AI & Strategy #2: Autonomous strategy design and the limits of LLMs

In this second post in the series on AI and strategy I want to explore how state-of-the-art AI systems, namely Large Language Models (LLMs), can be helpful in strategy design, and in so doing create some awareness of their limitations and pitfalls.

As a tool to have this discussion I’ll propose a framework to talk about capability levels of autonomous strategy design, much like how we talk about self-driving cars. We’ll formulate levels of self-designing strategies, whereby each level is a requirement for the next. We’ll also lean on the definition of strategy and tactics from the first post.

Ultimately I hope to leave you with two insights. The first is that there are real ways in which AI can enhance human strategy design. The second is a deeper understanding of why autonomy in strategy design (and really you may substitute for AGI here) is not just a matter of combining reinforcement learning with LLMs.

Recap: Situatedness in Strategy vs Tactics

In the previous post I redefined the words tactic to mean a response to an abstract situation, and strategy to mean a response to a specific situation. In other words, we use the meaning of tactic as in the phrase ‘Pincer Movement’: a type of move that brings a certain result in a certain type of situation. A strategy on the other hand is a specific response to a specific situation where it has been judged, by a specific agent, to yield a specific effect. You can learn tactics, but you cannot learn strategies, as tactics are patterns abstracted from the specific situations. Conversely you can design strategies, but you cannot design tactics, as strategies are responses to yield effects in a specific situation.

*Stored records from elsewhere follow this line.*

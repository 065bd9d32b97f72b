//! Configuration for the chat client and the shaper
//!
//! Everything here is built once and then only read. Concurrent shaping
//! calls can share the same configuration.

use std::fmt;
use std::path::Path;
use std::str::FromStr;
use log::debug;
use serde::{Deserialize, Serialize};
use crate::error::{Error, Result};

pub const DEFAULT_MODEL: &str = "gpt-4o";

pub const DEFAULT_ENDPOINT: &str
  = "https://api.openai.com/v1/chat/completions";

pub const DEFAULT_API_KEY_VAR: &str = "OPENAI_API_KEY";

pub const DEFAULT_CONTINUE_DIRECTIVE: &str
  = "Continue from where you left off.";

/// How much of the API exchange gets logged
#[derive(Debug, Clone, Copy, PartialEq, Eq, Default, Serialize, Deserialize)]
#[serde(rename_all = "lowercase")]
pub enum ApiLogLevel
{   /// Nothing is logged by the API hook
    #[default]
    Off
  , /// One-line summaries of request and response
    Info
  , /// Raw request and response bodies
    Debug
}

impl FromStr for ApiLogLevel
{   type Err = Error;

    fn from_str(s: &str) -> Result<Self>
    {   match s.trim().to_ascii_lowercase().as_str()
        {   "" | "off" => Ok(ApiLogLevel::Off)
          , "info" => Ok(ApiLogLevel::Info)
          , "debug" => Ok(ApiLogLevel::Debug)
          , other => Err(Error::InvalidConfiguration(
              format!("unknown API log level: {}", other)
            ))
        }
    }
}

/// Bearer token for the completion API
#[derive(Clone, PartialEq, Eq)]
pub struct ApiKey(String);

impl ApiKey
{   /// Wrap a key, rejecting empty ones
    pub fn new(key: impl Into<String>) -> Result<Self>
    {   let key = key.into().trim().to_string();
        if key.is_empty()
        {   return Err(Error::MissingApiKey(
              "empty API key".to_string()
            ));
        }
        Ok(ApiKey(key))
    }

    /// Read the key from an environment variable
    pub fn from_env(var: &str) -> Result<Self>
    {   debug!("Reading API key from ${}", var);
        let key = std::env::var(var)
          .map_err(|_| Error::MissingApiKey(
            format!("environment variable {} not set", var)
          ))?;
        ApiKey::new(key)
    }

    /// Read the key from a file, ignoring surrounding whitespace
    pub fn from_file(path: impl AsRef<Path>) -> Result<Self>
    {   let path = path.as_ref();
        debug!("Reading API key from {:?}", path);
        let contents = std::fs::read_to_string(path)
          .map_err(|source| Error::ApiKeyFile
          {   path: path.to_path_buf()
            , source
          })?;
        ApiKey::new(contents)
          .map_err(|_| Error::MissingApiKey(
            format!("API key file {:?} is empty", path)
          ))
    }

    pub fn expose(&self) -> &str
    {   &self.0
    }
}

impl fmt::Debug for ApiKey
{   fn fmt(&self, f: &mut fmt::Formatter<'_>) -> fmt::Result
    {   write!(f, "ApiKey(***)")
    }
}

/// Response format requested from the API
#[derive(Debug, Clone, PartialEq, Eq, Serialize, Deserialize)]
pub struct ResponseFormat
{   #[serde(rename = "type")]
    pub kind: String
}

impl Default for ResponseFormat
{   fn default() -> Self
    {   ResponseFormat { kind: "text".to_string() }
    }
}

impl fmt::Display for ResponseFormat
{   fn fmt(&self, f: &mut fmt::Formatter<'_>) -> fmt::Result
    {   write!(f, "{}", self.kind)
    }
}

/// Chat client configuration
#[derive(Debug, Clone, Serialize, Deserialize)]
#[serde(default)]
pub struct ClientConfig
{   /// Model to use for text generation
    pub model: String
  , /// Max tokens to generate, `None` leaves it to the API; 0 reads as `None`
    #[serde(deserialize_with = "deserialize_max_tokens")]
    pub max_tokens: Option<u32>
  , /// Number of choices to ask for
    pub n: u32
  , /// Sampling seed
    pub seed: i64
  , /// Response format
    pub response_format: ResponseFormat
  , /// API logging hook level
    pub log_level: ApiLogLevel
  , /// Chat completions endpoint
    pub endpoint: String
  , /// Request timeout in seconds
    pub timeout_secs: Option<u64>
}

impl Default for ClientConfig
{   fn default() -> Self
    {   ClientConfig
        {   model: DEFAULT_MODEL.to_string()
          , max_tokens: None
          , n: 1
          , seed: 0
          , response_format: ResponseFormat::default()
          , log_level: ApiLogLevel::Off
          , endpoint: DEFAULT_ENDPOINT.to_string()
          , timeout_secs: None
        }
    }
}

impl ClientConfig
{   /// Set the model
    pub fn with_model(mut self, model: impl Into<String>) -> Self
    {   self.model = model.into();
        self
    }

    /// Set the token cap; 0 means no cap
    pub fn with_max_tokens(mut self, max_tokens: u32) -> Self
    {   self.max_tokens = (max_tokens > 0).then_some(max_tokens);
        self
    }

    /// Set the API log level
    pub fn with_log_level(mut self, log_level: ApiLogLevel) -> Self
    {   self.log_level = log_level;
        self
    }

    /// Point the client at another endpoint
    pub fn with_endpoint(mut self, endpoint: impl Into<String>) -> Self
    {   self.endpoint = endpoint.into();
        self
    }

    /// Check the settings before building a client
    pub fn validate(&self) -> Result<()>
    {   if self.model.trim().is_empty()
        {   return Err(Error::InvalidConfiguration(
              "model must not be empty".to_string()
            ));
        }
        if self.endpoint.trim().is_empty()
        {   return Err(Error::InvalidConfiguration(
              "endpoint must not be empty".to_string()
            ));
        }
        if self.n == 0
        {   return Err(Error::InvalidConfiguration(
              "n must be at least 1".to_string()
            ));
        }
        Ok(())
    }
}

fn deserialize_max_tokens<'de, D>(deserializer: D)
  -> std::result::Result<Option<u32>, D::Error>
where
  D: serde::Deserializer<'de>
{   let max_tokens = Option::<u32>::deserialize(deserializer)?;
    Ok(max_tokens.filter(|&n| n > 0))
}

/// Shaper configuration
#[derive(Debug, Clone, Serialize, Deserialize)]
#[serde(default)]
pub struct ShaperConfig
{   /// Max requests per shaping call when output is truncated
    pub max_completion_repeat_count: usize
  , /// Keep only the first fenced code block of the result
    pub use_first_code_block: bool
  , /// Wrap the prompt and post-process the result
    pub prompt_optimize: bool
  , /// System message sent when asking for a continuation
    pub continue_directive: String
}

impl Default for ShaperConfig
{   fn default() -> Self
    {   ShaperConfig
        {   max_completion_repeat_count: 1
          , use_first_code_block: false
          , prompt_optimize: true
          , continue_directive: DEFAULT_CONTINUE_DIRECTIVE.to_string()
        }
    }
}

Not only is this ‘situatedness’ the defining difference between a strategy and a tactic, it is also, as I hope to convince you of, the key characteristic that limits the utility of LLMs.

Levels of autonomous strategy design.

Diagram showing a summary of levels 0 through 5 of autonomous strategy design.

Level 0 is your plain old powerpoint presentation or word document with your strategy as bullet points. It does nothing by itself and it isn’t really a system that knows or does anything strategy related.

Level 1 systems participate in strategy design in some useful way. They might suggest ideas or related resources, such as published articles or people to chat to. Given the right input, they could generate plausible explanations for, or responses to, problems.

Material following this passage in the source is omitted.